-
1
- #1
rotw
Mechanical
- May 25, 2013
- 1,143
Hi there,
I just wanted to share some of my impressions after some extensive immersion into artificial neural networks in the context of regression analysis. True that neural nets are a powerful tool but like any tool there are limitations. I feel I still have a lot to learn in this field. Nevertheless I would like to outline some of the reservations and opinions I have come to on this subject. I would be happy if this can trigger further discussion/debate.
- Neural network as a "black box". It took me some time to try to understand what the reference to a black box truly means. Actually I have my interpretation about it. A neural network is a black box because none can truly predict what the hell is going in terms of network behavior when the topology parameters are adjusted; the whole thing is simply unpredictable. A neural net with 2 units in the hidden layers may do a good job when one with 3-unit / hidden layer would overlearn your problem. Now make a new random seed, the reverse will happen: the 3 unit per hidden layer neural net is the one that performs better. This is terrible.
-The learning method. It is incredible the number of updating methods that actually exist in order to update the neural network weights during training procedure (I refer especially to feedforward / back propagation nets). But what is disappointing is that the repeatability is very poor: solve a problem with a quick propagation and again with a batch back propagation and you get different outcomes ranging from small discrepancies to quite tangible differences considering same problem set up. Move to Levenberg-Marquardt and 2nd order methods such as scaled conjugate gradients - each time a new outcome again. Change the tuning of the learning parameters (momentum, learning rate etc,) here again different results. Regularization techniques, such as weight decay and alike do not produce same results too versus the selected updating method, etc.
-Overfitting. Neural networks need to be configured to the strict necessary number of layers/units to not overfit a problem. This is key. But go find the right balance without sacrifying (sometimes seriously) the accuracy, GOOD LUCK. Even hours of work on preconditionning data / doing principal component analysis for example could be of limited help while it is time consuming and a resources drainer. Overfitting is ugly. You could have all calibration indicators okay (RMSE, max/min differences, etc.) and still have a distastrous prediction on some points which are WITHIN the training range which will prompt immediately an "OMG" type of reaction.

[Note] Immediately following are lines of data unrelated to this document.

mod cli;
mod commands {
    pub mod backups;
    pub mod config;
    pub mod images;
    pub mod store;
    pub mod sync;
    pub mod workspace;
}

use clap::Parser;
use cli::{
    BackupsCmd, Cli, Clock, Command, ConfigCmd, ImagesCmd, ModeArg, ObjectStorageCmd, StoreCmd,
    SyncCmd, WebDavCmd,
};
use commands::workspace::{print_json, read_env_secret, Workspace};
use lt_core::app_error::AppResult;
use lt_core::images::CleanupOptions;
use lt_core::sync::QuickSyncMode;
use lt_core::sync_config::{ObjectStorageCredentials, WebDavCredentials};
use serde::Serialize;
use tracing_subscriber::{fmt, prelude::*, EnvFilter};

fn now_ms() -> i64 {
    std::time::SystemTime::now()
        .duration_since(std::time::UNIX_EPOCH)
        .map(|d| d.as_millis() as i64)
        .unwrap_or(0)
}

impl Clock {
    fn resolve(self) -> i64 {
        self.now_ms.unwrap_or_else(now_ms)
    }
}

impl From<ModeArg> for QuickSyncMode {
    fn from(mode: ModeArg) -> Self {
        match mode {
            ModeArg::Startup => QuickSyncMode::Startup,
            ModeArg::Resume => QuickSyncMode::Resume,
            ModeArg::Manual => QuickSyncMode::Manual,
            ModeArg::Auto => QuickSyncMode::Auto,
        }
    }
}

fn emit<T: Serialize>(result: AppResult<T>) -> AppResult<()> {
    result.map(|value| print_json(&value))
}

fn run(cli: Cli) -> AppResult<()> {
    let ws = Workspace::open(&cli.data_dir)?;
    let target = cli.target.as_deref();
    match cli.cmd {
        Command::Store { cmd } => match cmd {
            StoreCmd::Init { clock } => emit(commands::store::run_init(&ws, clock.resolve())),
            StoreCmd::Import { file, clock } => {
                emit(commands::store::run_import(&ws, &file, clock.resolve()))
            }
            StoreCmd::Export { file } => emit(commands::store::run_export(&ws, &file, now_ms())),
            StoreCmd::Status => emit(commands::store::run_status(&ws)),
        },
        Command::Config { cmd } => match cmd {
            ConfigCmd::Webdav { cmd } => match cmd {
                WebDavCmd::Connect {
                    url,
                    username,
                    password_env,
                    clock,
                } => emit(commands::config::run_webdav_connect(
                    &ws,
                    &url,
                    &username,
                    &password_env,
                    clock.resolve(),
                )),
                WebDavCmd::Reconnect { clock } => {
                    emit(commands::config::run_webdav_reconnect(&ws, clock.resolve()))
                }
                WebDavCmd::Disconnect { clock } => emit(commands::config::run_disconnect::<
                    WebDavCredentials,
                >(&ws, clock.resolve())),
                WebDavCmd::Forget => {
                    emit(commands::config::run_forget::<WebDavCredentials>(&ws))
                }
            },
            ConfigCmd::S3 { cmd } => match cmd {
                ObjectStorageCmd::Connect {
                    bucket,
                    region,
                    secret_id,
                    secret_key_env,
                    endpoint,
                    clock,
                } => {
                    let creds = ObjectStorageCredentials {
                        bucket_name: bucket.trim().to_string(),
                        region: region.trim().to_string(),
                        secret_id: secret_id.trim().to_string(),
                        secret_key: read_env_secret(&secret_key_env)?.trim().to_string(),
                        endpoint,
                    };
                    emit(commands::config::run_object_storage_connect(
                        &ws,
                        creds,
                        clock.resolve(),
                    ))
                }
                ObjectStorageCmd::Reconnect { clock } => emit(
                    commands::config::run_object_storage_reconnect(&ws, clock.resolve()),
                ),
                ObjectStorageCmd::Disconnect { clock } => emit(commands::config::run_disconnect::<
                    ObjectStorageCredentials,
                >(&ws, clock.resolve())),
                ObjectStorageCmd::Forget => {
                    emit(commands::config::run_forget::<ObjectStorageCredentials>(&ws))
                }
            },
            ConfigCmd::Show => emit(commands::config::run_show(&ws)),
        },
        Command::Sync { cmd } => match cmd {
            SyncCmd::Status => emit(commands::sync::run_status(&ws, target)),
            SyncCmd::Upload { clock } => {
                emit(commands::sync::run_upload(&ws, target, clock.resolve()))
            }
            SyncCmd::Download { yes, clock } => {
                emit(commands::sync::run_download(&ws, target, yes, clock.resolve()))
            }
            SyncCmd::Quick { mode, clock } => emit(commands::sync::run_quick(
                &ws,
                target,
                mode.into(),
                clock.resolve(),
            )),
        },
        Command::Backups { cmd } => match cmd {
            BackupsCmd::List => emit(commands::backups::run_list(&ws, target)),
            BackupsCmd::Cleanup => emit(commands::backups::run_cleanup(&ws, target)),
        },
        Command::Images { cmd } => match cmd {
            ImagesCmd::Report { remote, markdown } => {
                let report = commands::images::run_report(&ws, target, remote)?;
                if markdown {
                    print!("{}", report.to_markdown());
                } else {
                    print_json(&report);
                }
                Ok(())
            }
            ImagesCmd::Cleanup {
                delete_local,
                delete_remote,
                clock,
            } => emit(commands::images::run_cleanup(
                &ws,
                target,
                CleanupOptions {
                    delete_local,
                    delete_remote,
                },
                clock.resolve(),
            )),
            ImagesCmd::Rebuild { clock } => {
                emit(commands::images::run_rebuild(&ws, clock.resolve()))
            }
            ImagesCmd::Sync { clock } => {
                emit(commands::images::run_sync(&ws, target, clock.resolve()))
            }
        },
    }
}

fn main() {
    let cli = Cli::parse();
    let filter = EnvFilter::try_new(&cli.log_level).unwrap_or_else(|_| EnvFilter::new("warn"));
    tracing_subscriber::registry()
        .with(filter)
        .with(fmt::layer().with_target(false).with_writer(std::io::stderr))
        .init();

    if let Err(err) = run(cli) {
        eprintln!("{}: {}", err.code, err.message);
        std::process::exit(1);
    }
}
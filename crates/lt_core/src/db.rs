use crate::app_error::{AppError, AppResult};
use rusqlite::Connection;
use std::fs;
use std::path::Path;

const LATEST_SCHEMA_VERSION: i64 = 2;

const MIGRATIONS: [(i64, &str, &str); 2] = [
    (1, "0001", include_str!("../migrations/0001_local_state.sql")),
    (2, "0002", include_str!("../migrations/0002_sync_config.sql")),
];

fn migration_error(message: &str, details: serde_json::Value) -> AppError {
    AppError::new("LT_DB_MIGRATION_FAILED", "db", message, false, details)
}

pub fn open_db(db_path: &Path) -> AppResult<Connection> {
    if let Some(parent) = db_path.parent() {
        fs::create_dir_all(parent).map_err(|e| {
            AppError::new(
                "LT_DB_OPEN_FAILED",
                "db",
                "failed to create database parent directory",
                false,
                serde_json::json!({ "error": e.to_string() }),
            )
        })?;
    }

    let conn = Connection::open(db_path).map_err(|e| {
        AppError::new(
            "LT_DB_OPEN_FAILED",
            "db",
            "failed to open sqlite database",
            false,
            serde_json::json!({ "error": e.to_string(), "path": db_path }),
        )
    })?;

    conn.pragma_update(None, "foreign_keys", "ON")
        .map_err(|e| {
            AppError::new(
                "LT_DB_OPEN_FAILED",
                "db",
                "failed to enable foreign_keys pragma",
                false,
                serde_json::json!({ "error": e.to_string() }),
            )
        })?;

    apply_migrations(&conn)?;
    Ok(conn)
}

pub fn apply_migrations(conn: &Connection) -> AppResult<()> {
    let current = schema_version(conn)?;
    if current > LATEST_SCHEMA_VERSION {
        return Err(AppError::new(
            "LT_DB_SCHEMA_INCOMPATIBLE",
            "db",
            "database schema version is newer than supported",
            false,
            serde_json::json!({ "current": current, "latest": LATEST_SCHEMA_VERSION }),
        ));
    }

    for (version, label, sql) in MIGRATIONS {
        if schema_version(conn)? >= version {
            continue;
        }

        let tx = conn.unchecked_transaction().map_err(|e| {
            migration_error(
                "failed to begin migration transaction",
                serde_json::json!({ "error": e.to_string(), "migration": label }),
            )
        })?;

        tx.execute_batch(sql).map_err(|e| {
            migration_error(
                "failed to apply migration",
                serde_json::json!({ "error": e.to_string(), "migration": label }),
            )
        })?;

        tx.pragma_update(None, "user_version", version)
            .map_err(|e| {
                migration_error(
                    "failed to set schema user_version",
                    serde_json::json!({ "error": e.to_string(), "migration": label }),
                )
            })?;

        tx.commit().map_err(|e| {
            migration_error(
                "failed to commit migration transaction",
                serde_json::json!({ "error": e.to_string(), "migration": label }),
            )
        })?;
        tracing::debug!(migration = label, "applied schema migration");
    }

    Ok(())
}

pub fn schema_version(conn: &Connection) -> AppResult<i64> {
    conn.query_row("PRAGMA user_version", [], |row| row.get(0))
        .map_err(|e| {
            AppError::new(
                "LT_DB_SCHEMA_INCOMPATIBLE",
                "db",
                "failed to read schema version",
                false,
                serde_json::json!({ "error": e.to_string() }),
            )
        })
}
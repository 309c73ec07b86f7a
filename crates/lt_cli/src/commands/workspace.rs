use lt_core::app_error::{AppError, AppResult};
use lt_core::image_store::LocalImageStore;
use lt_core::local_store::LocalStore;
use lt_core::notify::{ConfirmPrompt, NotificationV1, Notifier, NotifyLevel};
use lt_core::remote::{RemoteObjectBackend, SyncTargetUri};
use lt_core::remote_fs::FsBackend;
use lt_core::remote_s3::S3Backend;
use lt_core::remote_webdav::WebDavBackend;
use lt_core::sync_config::{
    active_endpoint, load_endpoint, ActiveEndpoint, ObjectStorageCredentials,
    SqliteSyncConfigStore, WebDavCredentials,
};
use serde::Serialize;
use std::io::{BufRead, IsTerminal, Write};
use std::path::{Path, PathBuf};

pub const S3_EMULATE_ROOT_ENV: &str = "LT_SYNC_S3_EMULATE_ROOT";

pub struct Workspace {
    pub store: LocalStore,
    pub images: LocalImageStore,
    pub config: SqliteSyncConfigStore,
}

impl Workspace {
    pub fn open(data_dir: &str) -> AppResult<Self> {
        let root = Path::new(data_dir);
        let db_path = root.join("db/local.sqlite");
        Ok(Self {
            store: LocalStore::open(&db_path)?,
            images: LocalImageStore::new(root.join("images")),
            config: SqliteSyncConfigStore::open(&db_path)?,
        })
    }

    /// `--target` wins; otherwise the connected endpoint, object storage first.
    pub fn backend(&self, target: Option<&str>) -> AppResult<Box<dyn RemoteObjectBackend>> {
        let Some(raw) = target else {
            let endpoint = active_endpoint(&self.config)?.ok_or_else(|| {
                AppError::new(
                    "LT_SYNC_NOT_CONNECTED",
                    "config",
                    "no sync endpoint is connected; run `config webdav connect`, `config s3 connect` or pass --target",
                    false,
                    serde_json::json!({}),
                )
            })?;
            tracing::debug!(endpoint = endpoint.label(), "using connected endpoint");
            return match endpoint {
                ActiveEndpoint::ObjectStorage(creds) => Ok(Box::new(s3_backend(creds, "")?)),
                other => other.open_backend(),
            };
        };

        match SyncTargetUri::parse(raw)? {
            SyncTargetUri::FilePath { path } => Ok(Box::new(FsBackend::new(Path::new(&path)))),
            SyncTargetUri::S3 { bucket, prefix } => {
                let mut creds = saved_credentials::<ObjectStorageCredentials>(&self.config)?;
                creds.bucket_name = bucket;
                Ok(Box::new(s3_backend(creds, &prefix)?))
            }
            SyncTargetUri::WebDav { url } => {
                let mut creds = saved_credentials::<WebDavCredentials>(&self.config)?;
                creds.url = url;
                Ok(Box::new(WebDavBackend::new(creds)?))
            }
        }
    }
}

fn saved_credentials<C: lt_core::sync_config::EndpointCredentials>(
    config: &SqliteSyncConfigStore,
) -> AppResult<C> {
    load_endpoint::<C>(config)?.credentials.ok_or_else(|| {
        AppError::new(
            "LT_CONFIG_MISSING",
            "config",
            "target needs saved credentials for this endpoint type",
            false,
            serde_json::json!({ "endpoint": C::LABEL }),
        )
    })
}

pub fn s3_backend(creds: ObjectStorageCredentials, prefix: &str) -> AppResult<S3Backend> {
    let backend = S3Backend::new(creds)?.with_prefix(prefix);
    Ok(match std::env::var(S3_EMULATE_ROOT_ENV) {
        Ok(root) if !root.trim().is_empty() => backend.with_emulate_root(PathBuf::from(root)),
        _ => backend,
    })
}

pub fn read_env_secret(name: &str) -> AppResult<String> {
    std::env::var(name).map_err(|_| {
        AppError::new(
            "LT_CONFIG_MISSING",
            "config",
            "secret environment variable is not set",
            false,
            serde_json::json!({ "env": name }),
        )
    })
}

pub fn print_json<T: Serialize>(value: &T) {
    println!(
        "{}",
        serde_json::to_string_pretty(value).unwrap_or_else(|_| "{}".to_string())
    );
}

pub struct StderrNotifier;

impl Notifier for StderrNotifier {
    fn notify(&self, n: NotificationV1) {
        let level = match n.level {
            NotifyLevel::Success => "ok",
            NotifyLevel::Info => "info",
            NotifyLevel::Warning => "warning",
            NotifyLevel::Error => "error",
        };
        eprintln!("[{}] {}", level, n.message);
    }
}

/// Asks on the terminal; answers no when stdin is not interactive.
pub struct TerminalConfirm;

impl ConfirmPrompt for TerminalConfirm {
    fn confirm(&self, question: &str, cause: &AppError) -> bool {
        let stdin = std::io::stdin();
        if !stdin.is_terminal() {
            return false;
        }
        eprint!("{} ({}) [y/N] ", question, cause.message);
        let _ = std::io::stderr().flush();
        let mut answer = String::new();
        if stdin.lock().read_line(&mut answer).is_err() {
            return false;
        }
        matches!(answer.trim().to_ascii_lowercase().as_str(), "y" | "yes")
    }
}
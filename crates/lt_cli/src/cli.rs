use clap::{Args, Parser, Subcommand, ValueEnum};

#[derive(Parser)]
#[command(name = "lt_cli")]
#[command(about = "LumosTime sync, backup and image maintenance CLI")]
pub struct Cli {
    /// Directory holding the local database and image blobs.
    #[arg(long = "data-dir", global = true, default_value = ".lumostime")]
    pub data_dir: String,
    /// Overrides the configured endpoint: file://dir, a bare dir, s3://bucket/prefix or http(s):// WebDAV.
    #[arg(long, global = true)]
    pub target: Option<String>,
    #[arg(long = "log-level", global = true, default_value = "warn")]
    pub log_level: String,
    #[command(subcommand)]
    pub cmd: Command,
}

#[derive(Subcommand)]
pub enum Command {
    Store {
        #[command(subcommand)]
        cmd: StoreCmd,
    },
    Config {
        #[command(subcommand)]
        cmd: ConfigCmd,
    },
    Sync {
        #[command(subcommand)]
        cmd: SyncCmd,
    },
    Backups {
        #[command(subcommand)]
        cmd: BackupsCmd,
    },
    Images {
        #[command(subcommand)]
        cmd: ImagesCmd,
    },
}

#[derive(Args, Clone, Copy)]
pub struct Clock {
    #[arg(long = "now-ms")]
    pub now_ms: Option<i64>,
}

#[derive(Subcommand)]
pub enum StoreCmd {
    /// Initializes every collection as empty, keeping existing ones.
    Init {
        #[command(flatten)]
        clock: Clock,
    },
    Import {
        file: String,
        #[command(flatten)]
        clock: Clock,
    },
    Export { file: String },
    Status,
}

#[derive(Subcommand)]
pub enum ConfigCmd {
    Webdav {
        #[command(subcommand)]
        cmd: WebDavCmd,
    },
    S3 {
        #[command(subcommand)]
        cmd: ObjectStorageCmd,
    },
    Show,
}

#[derive(Subcommand)]
pub enum WebDavCmd {
    Connect {
        #[arg(long)]
        url: String,
        #[arg(long)]
        username: String,
        #[arg(long = "password-env")]
        password_env: String,
        #[command(flatten)]
        clock: Clock,
    },
    Reconnect {
        #[command(flatten)]
        clock: Clock,
    },
    Disconnect {
        #[command(flatten)]
        clock: Clock,
    },
    Forget,
}

#[derive(Subcommand)]
pub enum ObjectStorageCmd {
    Connect {
        #[arg(long)]
        bucket: String,
        #[arg(long)]
        region: String,
        #[arg(long = "secret-id")]
        secret_id: String,
        #[arg(long = "secret-key-env")]
        secret_key_env: String,
        #[arg(long)]
        endpoint: Option<String>,
        #[command(flatten)]
        clock: Clock,
    },
    Reconnect {
        #[command(flatten)]
        clock: Clock,
    },
    Disconnect {
        #[command(flatten)]
        clock: Clock,
    },
    Forget,
}

#[derive(Clone, Copy, ValueEnum)]
pub enum ModeArg {
    Startup,
    Resume,
    Manual,
    Auto,
}

#[derive(Subcommand)]
pub enum SyncCmd {
    Status,
    Upload {
        #[command(flatten)]
        clock: Clock,
    },
    Download {
        /// Continue the restore even if the safety backup cannot be written.
        #[arg(long)]
        yes: bool,
        #[command(flatten)]
        clock: Clock,
    },
    Quick {
        #[arg(long, value_enum, default_value = "manual")]
        mode: ModeArg,
        #[command(flatten)]
        clock: Clock,
    },
}

#[derive(Subcommand)]
pub enum BackupsCmd {
    List,
    Cleanup,
}

#[derive(Subcommand)]
pub enum ImagesCmd {
    Report {
        /// Also list remote image blobs.
        #[arg(long)]
        remote: bool,
        #[arg(long)]
        markdown: bool,
    },
    Cleanup {
        #[arg(long = "delete-local")]
        delete_local: bool,
        #[arg(long = "delete-remote")]
        delete_remote: bool,
        #[command(flatten)]
        clock: Clock,
    },
    Rebuild {
        #[command(flatten)]
        clock: Clock,
    },
    Sync {
        #[command(flatten)]
        clock: Clock,
    },
}
#![allow(dead_code)]

use lt_core::app_error::{AppError, AppResult};
use lt_core::image_store::LocalImageStore;
use lt_core::local_store::{Collection, LocalState, LocalStore};
use lt_core::notify::{FixedConfirm, RecordingNotifier};
use lt_core::remote::{ConnectionCheck, RemoteEntry, RemoteObjectBackend, SyncTargetUri};
use lt_core::remote_fs::FsBackend;
use lt_core::sync::SyncOrchestrator;
use lt_core::sync_config::SqliteSyncConfigStore;
use serde_json::{json, Value};
use std::path::Path;
use std::sync::atomic::{AtomicUsize, Ordering};
use std::time::{Duration, SystemTime, UNIX_EPOCH};

pub struct Fixture {
    pub store: LocalStore,
    pub images: LocalImageStore,
    pub config: SqliteSyncConfigStore,
    pub remote: FsBackend,
    pub notifier: RecordingNotifier,
    pub accept: FixedConfirm,
    pub decline: FixedConfirm,
    pub dir: tempfile::TempDir,
}

impl Fixture {
    pub fn new() -> Self {
        let dir = tempfile::tempdir().expect("tempdir");
        let db = dir.path().join("device/db/local.sqlite");
        Self {
            store: LocalStore::open(&db).expect("open store"),
            images: LocalImageStore::new(dir.path().join("device/images")),
            config: SqliteSyncConfigStore::open(&db).expect("open config"),
            remote: FsBackend::new(&dir.path().join("remote")),
            notifier: RecordingNotifier::default(),
            accept: FixedConfirm(true),
            decline: FixedConfirm(false),
            dir,
        }
    }

    pub fn orchestrator<'a>(&'a self, backend: &'a dyn RemoteObjectBackend) -> SyncOrchestrator<'a> {
        SyncOrchestrator::new(&self.store, &self.images, backend, &self.config)
            .with_notifier(&self.notifier)
            .with_confirm(&self.decline)
    }

    pub fn local_orchestrator(&self) -> SyncOrchestrator<'_> {
        SyncOrchestrator::local(&self.store, &self.images, &self.config).with_notifier(&self.notifier)
    }

    pub fn remote_path(&self, name: &str) -> std::path::PathBuf {
        self.remote.root.join(name)
    }
}

pub fn log(id: &str, images: &[&str]) -> Value {
    json!({ "id": id, "title": format!("log {id}"), "images": images })
}

pub fn state_with_logs(count: usize) -> LocalState {
    let logs = (0..count).map(|i| log(&format!("l{i}"), &[])).collect();
    LocalState::empty().with(Collection::Logs, logs)
}

pub fn set_mtime(path: &Path, epoch_secs: u64) {
    let file = std::fs::File::options()
        .write(true)
        .open(path)
        .expect("open for mtime");
    file.set_modified(UNIX_EPOCH + Duration::from_secs(epoch_secs))
        .expect("set mtime");
}

pub fn now_secs() -> u64 {
    SystemTime::now()
        .duration_since(UNIX_EPOCH)
        .expect("clock")
        .as_secs()
}

/// Wraps a filesystem backend, counting calls and failing the operations it
/// is told to fail.
pub struct FaultyBackend {
    pub inner: FsBackend,
    pub fail_upload_prefix: Option<String>,
    pub fail_download: bool,
    pub fail_delete: Vec<String>,
    pub only_trailing_slash_listing: bool,
    pub calls: AtomicUsize,
}

impl FaultyBackend {
    pub fn new(inner: &FsBackend) -> Self {
        Self {
            inner: inner.clone(),
            fail_upload_prefix: None,
            fail_download: false,
            fail_delete: Vec::new(),
            only_trailing_slash_listing: false,
            calls: AtomicUsize::new(0),
        }
    }

    pub fn calls(&self) -> usize {
        self.calls.load(Ordering::SeqCst)
    }

    fn injected(op: &str, name: &str) -> AppError {
        AppError::new(
            "LT_SYNC_NETWORK_FAILED",
            "sync",
            "injected failure",
            true,
            json!({ "op": op, "name": name }),
        )
    }
}

impl RemoteObjectBackend for FaultyBackend {
    fn target(&self) -> SyncTargetUri {
        self.inner.target()
    }

    fn upload_blob(&self, name: &str, bytes: &[u8], content_type: &str) -> AppResult<()> {
        self.calls.fetch_add(1, Ordering::SeqCst);
        if let Some(prefix) = &self.fail_upload_prefix {
            if name.starts_with(prefix.as_str()) {
                return Err(Self::injected("upload", name));
            }
        }
        self.inner.upload_blob(name, bytes, content_type)
    }

    fn download_blob(&self, name: &str) -> AppResult<Option<Vec<u8>>> {
        self.calls.fetch_add(1, Ordering::SeqCst);
        if self.fail_download {
            return Err(Self::injected("download", name));
        }
        self.inner.download_blob(name)
    }

    fn list_entries(&self, prefix: &str) -> AppResult<Vec<RemoteEntry>> {
        self.calls.fetch_add(1, Ordering::SeqCst);
        if self.only_trailing_slash_listing && !prefix.is_empty() && !prefix.ends_with('/') {
            return Ok(Vec::new());
        }
        self.inner.list_entries(prefix)
    }

    fn delete_blob(&self, name: &str) -> AppResult<()> {
        self.calls.fetch_add(1, Ordering::SeqCst);
        if self.fail_delete.iter().any(|n| n == name) {
            return Err(Self::injected("delete", name));
        }
        self.inner.delete_blob(name)
    }

    fn test_connection(&self) -> AppResult<ConnectionCheck> {
        self.calls.fetch_add(1, Ordering::SeqCst);
        self.inner.test_connection()
    }
}
use crate::app_error::{AppError, AppResult};
use serde::{Deserialize, Serialize};

#[derive(Debug, Clone, Serialize, Deserialize, PartialEq)]
pub struct BatchFailureV1 {
    pub item: String,
    pub code: String,
    pub message: String,
}

/// Result of a best-effort batch: every item is attempted, one failure never
/// stops the rest.
#[derive(Debug, Clone, Default, Serialize, Deserialize, PartialEq)]
pub struct BatchOutcomeV1 {
    pub succeeded: Vec<String>,
    pub failed: Vec<BatchFailureV1>,
}

impl BatchOutcomeV1 {
    pub fn succeeded_count(&self) -> usize {
        self.succeeded.len()
    }

    pub fn failed_count(&self) -> usize {
        self.failed.len()
    }

    /// Reportable summary for a batch with failures; never returned as `Err`.
    pub fn partial_failure(&self, operation: &str) -> Option<AppError> {
        if self.failed.is_empty() {
            return None;
        }
        Some(AppError::new(
            "LT_CLEANUP_PARTIAL",
            "cleanup",
            &format!(
                "{} of {} {} deletions failed",
                self.failed.len(),
                self.failed.len() + self.succeeded.len(),
                operation
            ),
            true,
            serde_json::json!({
                "operation": operation,
                "succeeded": self.succeeded.len(),
                "failed": self.failed.len(),
                "items": self.failed.iter().map(|f| f.item.clone()).collect::<Vec<_>>()
            }),
        ))
    }
}

pub fn attempt_all<I, F>(items: I, operation: &str, mut f: F) -> BatchOutcomeV1
where
    I: IntoIterator<Item = String>,
    F: FnMut(&str) -> AppResult<()>,
{
    items
        .into_iter()
        .fold(BatchOutcomeV1::default(), |mut outcome, item| {
            match f(&item) {
                Ok(()) => outcome.succeeded.push(item),
                Err(err) => {
                    tracing::warn!(operation, item = %item, code = %err.code, "batch item failed");
                    outcome.failed.push(BatchFailureV1 {
                        item,
                        code: err.code,
                        message: err.message,
                    });
                }
            }
            outcome
        })
}

#[cfg(test)]
mod tests {
    use super::*;

    #[test]
    fn failures_do_not_stop_the_batch() {
        let items = vec!["a".to_string(), "b".to_string(), "c".to_string()];
        let mut seen = Vec::new();
        let outcome = attempt_all(items, "test", |item| {
            seen.push(item.to_string());
            if item == "b" {
                Err(AppError::internal("boom"))
            } else {
                Ok(())
            }
        });
        assert_eq!(seen, vec!["a", "b", "c"]);
        assert_eq!(outcome.succeeded, vec!["a".to_string(), "c".to_string()]);
        assert_eq!(outcome.failed_count(), 1);
        assert_eq!(outcome.failed[0].item, "b");

        let summary = outcome.partial_failure("image").expect("partial");
        assert_eq!(summary.code, "LT_CLEANUP_PARTIAL");
        assert_eq!(summary.details["failed"], 1);
        assert!(BatchOutcomeV1::default().partial_failure("image").is_none());
    }
}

- Estimating the intervals of confidence. Quite a complicated procedure to estimate theses intervals. And at the end, they only hold on the mathematical parametrization of the network but tells nothing on the physics itself. These can be misleading too (e.g. false positives). In addition spliting your training set over validation and test sets can be costly for you if you do not have enough data at hand; sometimes it is a luxury I would say.
- Randomness: Take the same network architecture and apply it to train and then predict the same problem / data set. Each time you get different outcome because of the weights random initialization procedure. If you set up a network/model once and do not touch it again - maybe that is fine. But if you want to have a network integrated as part of a prediction tool, you would never have two times the same weight distribution. As a consequence each time a difference set of predicted parameters. Go explain this an operator or to management who are ignorant about the peculiarities of the neural nets - here too good luck.
I find neural networks useful to deal with very, very complicated data structures as long as it is used as a tool to aid the engineers/scientist in finding patterns and understand how systems work - that is great. I would refrain from relying on a neural network in an engineering system design which in case of failure could have consequences on safety and have impact on public (injury/harm) and/or goods on the ground that as far as it goes it is truly a black box.
Sorry if I may have offended the expert in the field, it is really not my intent. I am just sharing modest impressions (and yes - some are personal disapointments) as someone who continues to learn the method and tries to make the most out of it.
I just wanted to share some of my impressions after some extensive immersion into artificial neural networks in the context of regression analysis. True that neural nets are a powerful tool but like any tool there are limitations. I feel I still have a lot to learn in this field. Nevertheless I would like to outline some of the reservations and opinions I have come to on this subject. I would be happy if this can trigger further discussion/debate.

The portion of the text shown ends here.